• _Exercise_: Among the entries that follow, find every line with the word "page" and list it.
Supplied records below:
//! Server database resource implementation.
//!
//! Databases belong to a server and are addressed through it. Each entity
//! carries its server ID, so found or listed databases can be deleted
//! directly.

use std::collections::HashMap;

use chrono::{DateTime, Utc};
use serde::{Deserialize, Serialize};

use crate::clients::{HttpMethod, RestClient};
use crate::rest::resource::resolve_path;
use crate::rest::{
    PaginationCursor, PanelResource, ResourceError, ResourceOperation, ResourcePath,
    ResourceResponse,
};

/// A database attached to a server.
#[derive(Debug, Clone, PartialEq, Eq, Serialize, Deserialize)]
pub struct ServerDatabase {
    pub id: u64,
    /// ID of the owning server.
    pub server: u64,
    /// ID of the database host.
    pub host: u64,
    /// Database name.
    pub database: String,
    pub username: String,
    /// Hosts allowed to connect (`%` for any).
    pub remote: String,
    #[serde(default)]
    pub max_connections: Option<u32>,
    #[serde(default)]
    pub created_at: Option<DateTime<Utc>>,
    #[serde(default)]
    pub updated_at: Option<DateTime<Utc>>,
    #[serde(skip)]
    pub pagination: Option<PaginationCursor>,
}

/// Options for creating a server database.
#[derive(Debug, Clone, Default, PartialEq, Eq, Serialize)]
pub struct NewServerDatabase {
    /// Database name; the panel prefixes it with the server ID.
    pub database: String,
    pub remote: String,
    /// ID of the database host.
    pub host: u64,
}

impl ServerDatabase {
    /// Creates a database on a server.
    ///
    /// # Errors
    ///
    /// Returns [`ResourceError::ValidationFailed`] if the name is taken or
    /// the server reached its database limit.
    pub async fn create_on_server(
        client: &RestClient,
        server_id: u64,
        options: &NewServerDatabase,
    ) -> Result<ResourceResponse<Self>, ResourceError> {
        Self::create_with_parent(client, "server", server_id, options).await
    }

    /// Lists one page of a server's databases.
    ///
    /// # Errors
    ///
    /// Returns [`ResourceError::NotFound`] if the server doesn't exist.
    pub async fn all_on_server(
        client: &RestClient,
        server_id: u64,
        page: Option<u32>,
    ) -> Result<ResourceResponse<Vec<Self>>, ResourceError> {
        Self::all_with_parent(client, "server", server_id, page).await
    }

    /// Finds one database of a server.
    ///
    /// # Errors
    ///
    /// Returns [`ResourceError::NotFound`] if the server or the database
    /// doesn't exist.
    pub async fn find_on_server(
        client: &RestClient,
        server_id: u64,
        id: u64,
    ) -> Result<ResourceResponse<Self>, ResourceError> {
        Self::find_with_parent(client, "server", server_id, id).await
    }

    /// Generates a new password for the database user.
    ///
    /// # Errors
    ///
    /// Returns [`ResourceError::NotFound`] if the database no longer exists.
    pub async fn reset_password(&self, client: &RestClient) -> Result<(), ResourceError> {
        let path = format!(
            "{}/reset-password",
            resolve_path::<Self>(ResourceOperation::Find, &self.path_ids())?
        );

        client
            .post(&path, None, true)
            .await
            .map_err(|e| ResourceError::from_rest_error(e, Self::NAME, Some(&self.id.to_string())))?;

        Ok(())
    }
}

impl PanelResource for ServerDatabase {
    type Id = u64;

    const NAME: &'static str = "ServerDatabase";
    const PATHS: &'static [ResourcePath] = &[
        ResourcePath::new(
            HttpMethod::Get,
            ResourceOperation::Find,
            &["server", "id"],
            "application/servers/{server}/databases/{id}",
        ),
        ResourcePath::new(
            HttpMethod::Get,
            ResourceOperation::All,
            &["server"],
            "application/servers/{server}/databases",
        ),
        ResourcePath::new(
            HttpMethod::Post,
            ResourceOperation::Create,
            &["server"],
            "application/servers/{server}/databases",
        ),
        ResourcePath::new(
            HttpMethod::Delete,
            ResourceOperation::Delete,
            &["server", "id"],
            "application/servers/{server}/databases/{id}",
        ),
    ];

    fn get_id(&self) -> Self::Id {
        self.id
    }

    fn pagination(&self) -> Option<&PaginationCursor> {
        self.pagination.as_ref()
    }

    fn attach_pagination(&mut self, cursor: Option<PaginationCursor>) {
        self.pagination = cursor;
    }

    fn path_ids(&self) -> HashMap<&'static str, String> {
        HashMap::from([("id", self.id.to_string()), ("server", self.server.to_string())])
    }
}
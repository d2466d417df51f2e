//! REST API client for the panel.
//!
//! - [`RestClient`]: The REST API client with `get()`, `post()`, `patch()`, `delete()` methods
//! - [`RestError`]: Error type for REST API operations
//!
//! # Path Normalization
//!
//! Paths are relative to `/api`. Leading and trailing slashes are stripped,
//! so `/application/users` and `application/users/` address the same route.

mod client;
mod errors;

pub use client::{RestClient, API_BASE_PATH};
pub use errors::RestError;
End of Supplied records.
• _Task result_:
    /// Lists one page of a server's databases.
        page: Option<u32>,
        Self::all_with_parent(client, "server", server_id, page).await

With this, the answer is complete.